Problem requirements:
Copy the data exactly, keeping every line intact.

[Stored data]
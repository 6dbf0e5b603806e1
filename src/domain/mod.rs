mod contact_email;
mod form_fields;
mod form_submission;
mod submission_status;

pub use contact_email::ContactEmail;
pub use form_fields::FormFields;
pub use form_submission::{
    validate, FormSubmission, ValidatedSubmission, ValidationError, REQUIRED_FIELDS,
};
pub use submission_status::SubmissionStatus;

Answer space:
repository 6dbf0e5b603806e1
filename src/domain/mod.rs
mod contact_email;
mod form_fields;
mod form_submission;
mod submission_status;

pub use contact_email::ContactEmail;
pub use form_fields::FormFields;
pub use form_submission::{
    validate, FormSubmission, ValidatedSubmission, ValidationError, REQUIRED_FIELDS,
};
pub use submission_status::SubmissionStatus;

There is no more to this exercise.